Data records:

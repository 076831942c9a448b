//! HTTP server

use super::routes::router;
use super::state::AppState;
use std::net::SocketAddr;
use tracing::{info, warn};

/// Bind `addr` and serve until Ctrl-C
pub async fn serve(addr: SocketAddr, state: AppState) -> std::io::Result<()> {
    let listener = tokio::net::TcpListener::bind(addr).await?;
    info!("Listening on http://{}", listener.local_addr()?);

    axum::serve(listener, router(state))
        .with_graceful_shutdown(shutdown_signal())
        .await
}

async fn shutdown_signal() {
    if let Err(e) = tokio::signal::ctrl_c().await {
        warn!("Could not install Ctrl-C handler: {}", e);
        std::future::pending::<()>().await;
    }
    info!("Shutting down");
}
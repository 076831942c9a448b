//! OpenAI-compatible delegate adapter
//!
//! Implements the [`LlmGateway`](quizcheck_application::LlmGateway) port over
//! HTTP chat completions in JSON mode, plus the config-backed credential
//! source.

mod credential;
mod gateway;
mod types;

pub use credential::ConfiguredCredentialSource;
pub use gateway::OpenAiGateway;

▶ _Exercise requirements_: Please print exactly the lines of the entries above, beginning with the line that contains "mod gateway;" and ending with the last line.

▶ _Answer section_:
mod gateway;
mod types;

pub use credential::ConfiguredCredentialSource;
pub use gateway::OpenAiGateway;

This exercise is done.